Your goal - What is needed is an exact transcription of every entry below.

━━━━

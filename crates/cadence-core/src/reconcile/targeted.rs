//! Single-record operations that never touch other workouts.

use std::collections::HashSet;

use jiff::civil::Date;
use log::debug;

use crate::{
    error::{CoachError, Result},
    models::{CanonicalWorkout, NewWorkout, WorkoutRecord, WorkoutScope},
    store::WorkoutStore,
};

fn next_position<S>(store: &S, program_id: u64, is_reference: bool) -> Result<u32>
where
    S: WorkoutStore + ?Sized,
{
    let scope = if is_reference {
        WorkoutScope::Reference
    } else {
        WorkoutScope::Generated
    };
    Ok(store
        .list_workouts(program_id, scope)?
        .iter()
        .map(|record| record.position + 1)
        .max()
        .unwrap_or(0))
}

fn insert_one<S>(store: &mut S, program_id: u64, workout: &CanonicalWorkout) -> Result<WorkoutRecord>
where
    S: WorkoutStore + ?Sized,
{
    let position = next_position(store, program_id, workout.is_reference)?;
    insert_at(store, program_id, position, workout)
}

fn insert_at<S>(
    store: &mut S,
    program_id: u64,
    position: u32,
    workout: &CanonicalWorkout,
) -> Result<WorkoutRecord>
where
    S: WorkoutStore + ?Sized,
{
    let new_workout = NewWorkout::from_canonical(program_id, position, workout);
    store
        .insert_workouts(std::slice::from_ref(&new_workout))?
        .into_iter()
        .next()
        .ok_or_else(|| CoachError::Configuration {
            message: "Store returned no record for an inserted workout".to_string(),
        })
}

fn require_id(workout: &CanonicalWorkout) -> Result<u64> {
    workout.persisted_id.ok_or_else(|| {
        CoachError::invalid_spec("persisted_id").with_reason("workout has not been saved yet")
    })
}

/// Dates one workout, creating its record first when it has none. Only this
/// workout's record and schedule entry are written.
pub fn assign_single_date<S>(
    store: &mut S,
    program_id: u64,
    workout: &mut CanonicalWorkout,
    date: Date,
) -> Result<()>
where
    S: WorkoutStore + ?Sized,
{
    workout.scheduled_date = Some(date);

    let id = match workout.persisted_id {
        Some(id) => {
            if !store.set_workout_date(id, date)? {
                return Err(CoachError::WorkoutNotFound { id });
            }
            id
        }
        None => {
            let record = insert_one(store, program_id, workout)?;
            workout.persisted_id = Some(record.id);
            record.id
        }
    };

    store.upsert_schedule_entry(program_id, id, date)?;
    debug!("Assigned {date} to workout {id} of program {program_id}");
    Ok(())
}

/// Deletes one workout by id.
pub fn delete_workout<S>(store: &mut S, id: u64) -> Result<()>
where
    S: WorkoutStore + ?Sized,
{
    if !store.delete_workout(id)? {
        return Err(CoachError::WorkoutNotFound { id });
    }
    debug!("Deleted workout {id}");
    Ok(())
}

/// Writes a workout's title and body. Its date is left as stored.
pub fn edit_workout<S>(store: &mut S, workout: &CanonicalWorkout) -> Result<()>
where
    S: WorkoutStore + ?Sized,
{
    let id = require_id(workout)?;
    if !store.update_workout_content(id, &workout.title, &workout.body)? {
        return Err(CoachError::WorkoutNotFound { id });
    }
    debug!("Edited workout {id}");
    Ok(())
}

/// Stores a reference workout after the program's existing references.
pub fn add_reference_workout<S>(
    store: &mut S,
    program_id: u64,
    workout: &mut CanonicalWorkout,
) -> Result<WorkoutRecord>
where
    S: WorkoutStore + ?Sized,
{
    workout.is_reference = true;
    let record = insert_one(store, program_id, workout)?;
    workout.persisted_id = Some(record.id);
    if let Some(date) = record.scheduled_date {
        store.upsert_schedule_entry(program_id, record.id, date)?;
    }
    Ok(record)
}

/// Writes the reference workouts of `workouts` back to the store.
///
/// New references are appended. Stored references missing from `workouts`
/// are deleted. A changed title, body or date is written in place; a change
/// of tags or a cleared date replaces the record at its position, which gives
/// it a new id. Returns the number of records written.
pub fn sync_references<S>(
    store: &mut S,
    program_id: u64,
    workouts: &mut [CanonicalWorkout],
) -> Result<usize>
where
    S: WorkoutStore + ?Sized,
{
    let stored = store.list_workouts(program_id, WorkoutScope::Reference)?;
    let kept: HashSet<u64> = workouts
        .iter()
        .filter(|w| w.is_reference)
        .filter_map(|w| w.persisted_id)
        .collect();
    let mut written = 0;

    for record in stored.iter().filter(|r| !kept.contains(&r.id)) {
        delete_workout(store, record.id)?;
        written += 1;
    }

    for workout in workouts.iter_mut().filter(|w| w.is_reference) {
        let Some(record) = workout
            .persisted_id
            .and_then(|id| stored.iter().find(|r| r.id == id))
        else {
            workout.persisted_id = None;
            add_reference_workout(store, program_id, workout)?;
            written += 1;
            continue;
        };

        let date_changed = record.scheduled_date != workout.scheduled_date;
        if record.tags != workout.tags || (date_changed && workout.scheduled_date.is_none()) {
            delete_workout(store, record.id)?;
            let replacement = insert_at(store, program_id, record.position, workout)?;
            workout.persisted_id = Some(replacement.id);
            if let Some(date) = replacement.scheduled_date {
                store.upsert_schedule_entry(program_id, replacement.id, date)?;
            }
            written += 1;
            continue;
        }

        if record.title != workout.title || record.body != workout.body {
            edit_workout(store, workout)?;
            written += 1;
        }
        if date_changed && let Some(date) = workout.scheduled_date {
            assign_single_date(store, program_id, workout, date)?;
            written += 1;
        }
    }

    if written > 0 {
        debug!("Synced {written} reference workout record(s) of program {program_id}");
    }
    Ok(written)
}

━━━━

Solved exercise -
filename crates/cadence-core/src/reconcile/targeted.rs
//! Single-record operations that never touch other workouts.

use std::collections::HashSet;

use jiff::civil::Date;
use log::debug;

use crate::{
    error::{CoachError, Result},
    models::{CanonicalWorkout, NewWorkout, WorkoutRecord, WorkoutScope},
    store::WorkoutStore,
};

fn next_position<S>(store: &S, program_id: u64, is_reference: bool) -> Result<u32>
where
    S: WorkoutStore + ?Sized,
{
    let scope = if is_reference {
        WorkoutScope::Reference
    } else {
        WorkoutScope::Generated
    };
    Ok(store
        .list_workouts(program_id, scope)?
        .iter()
        .map(|record| record.position + 1)
        .max()
        .unwrap_or(0))
}

fn insert_one<S>(store: &mut S, program_id: u64, workout: &CanonicalWorkout) -> Result<WorkoutRecord>
where
    S: WorkoutStore + ?Sized,
{
    let position = next_position(store, program_id, workout.is_reference)?;
    insert_at(store, program_id, position, workout)
}

fn insert_at<S>(
    store: &mut S,
    program_id: u64,
    position: u32,
    workout: &CanonicalWorkout,
) -> Result<WorkoutRecord>
where
    S: WorkoutStore + ?Sized,
{
    let new_workout = NewWorkout::from_canonical(program_id, position, workout);
    store
        .insert_workouts(std::slice::from_ref(&new_workout))?
        .into_iter()
        .next()
        .ok_or_else(|| CoachError::Configuration {
            message: "Store returned no record for an inserted workout".to_string(),
        })
}

fn require_id(workout: &CanonicalWorkout) -> Result<u64> {
    workout.persisted_id.ok_or_else(|| {
        CoachError::invalid_spec("persisted_id").with_reason("workout has not been saved yet")
    })
}

/// Dates one workout, creating its record first when it has none. Only this
/// workout's record and schedule entry are written.
pub fn assign_single_date<S>(
    store: &mut S,
    program_id: u64,
    workout: &mut CanonicalWorkout,
    date: Date,
) -> Result<()>
where
    S: WorkoutStore + ?Sized,
{
    workout.scheduled_date = Some(date);

    let id = match workout.persisted_id {
        Some(id) => {
            if !store.set_workout_date(id, date)? {
                return Err(CoachError::WorkoutNotFound { id });
            }
            id
        }
        None => {
            let record = insert_one(store, program_id, workout)?;
            workout.persisted_id = Some(record.id);
            record.id
        }
    };

    store.upsert_schedule_entry(program_id, id, date)?;
    debug!("Assigned {date} to workout {id} of program {program_id}");
    Ok(())
}

/// Deletes one workout by id.
pub fn delete_workout<S>(store: &mut S, id: u64) -> Result<()>
where
    S: WorkoutStore + ?Sized,
{
    if !store.delete_workout(id)? {
        return Err(CoachError::WorkoutNotFound { id });
    }
    debug!("Deleted workout {id}");
    Ok(())
}

/// Writes a workout's title and body. Its date is left as stored.
pub fn edit_workout<S>(store: &mut S, workout: &CanonicalWorkout) -> Result<()>
where
    S: WorkoutStore + ?Sized,
{
    let id = require_id(workout)?;
    if !store.update_workout_content(id, &workout.title, &workout.body)? {
        return Err(CoachError::WorkoutNotFound { id });
    }
    debug!("Edited workout {id}");
    Ok(())
}

/// Stores a reference workout after the program's existing references.
pub fn add_reference_workout<S>(
    store: &mut S,
    program_id: u64,
    workout: &mut CanonicalWorkout,
) -> Result<WorkoutRecord>
where
    S: WorkoutStore + ?Sized,
{
    workout.is_reference = true;
    let record = insert_one(store, program_id, workout)?;
    workout.persisted_id = Some(record.id);
    if let Some(date) = record.scheduled_date {
        store.upsert_schedule_entry(program_id, record.id, date)?;
    }
    Ok(record)
}

/// Writes the reference workouts of `workouts` back to the store.
///
/// New references are appended. Stored references missing from `workouts`
/// are deleted. A changed title, body or date is written in place; a change
/// of tags or a cleared date replaces the record at its position, which gives
/// it a new id. Returns the number of records written.
pub fn sync_references<S>(
    store: &mut S,
    program_id: u64,
    workouts: &mut [CanonicalWorkout],
) -> Result<usize>
where
    S: WorkoutStore + ?Sized,
{
    let stored = store.list_workouts(program_id, WorkoutScope::Reference)?;
    let kept: HashSet<u64> = workouts
        .iter()
        .filter(|w| w.is_reference)
        .filter_map(|w| w.persisted_id)
        .collect();
    let mut written = 0;

    for record in stored.iter().filter(|r| !kept.contains(&r.id)) {
        delete_workout(store, record.id)?;
        written += 1;
    }

    for workout in workouts.iter_mut().filter(|w| w.is_reference) {
        let Some(record) = workout
            .persisted_id
            .and_then(|id| stored.iter().find(|r| r.id == id))
        else {
            workout.persisted_id = None;
            add_reference_workout(store, program_id, workout)?;
            written += 1;
            continue;
        };

        let date_changed = record.scheduled_date != workout.scheduled_date;
        if record.tags != workout.tags || (date_changed && workout.scheduled_date.is_none()) {
            delete_workout(store, record.id)?;
            let replacement = insert_at(store, program_id, record.position, workout)?;
            workout.persisted_id = Some(replacement.id);
            if let Some(date) = replacement.scheduled_date {
                store.upsert_schedule_entry(program_id, replacement.id, date)?;
            }
            written += 1;
            continue;
        }

        if record.title != workout.title || record.body != workout.body {
            edit_workout(store, workout)?;
            written += 1;
        }
        if date_changed && let Some(date) = workout.scheduled_date {
            assign_single_date(store, program_id, workout, date)?;
            written += 1;
        }
    }

    if written > 0 {
        debug!("Synced {written} reference workout record(s) of program {program_id}");
    }
    Ok(written)
}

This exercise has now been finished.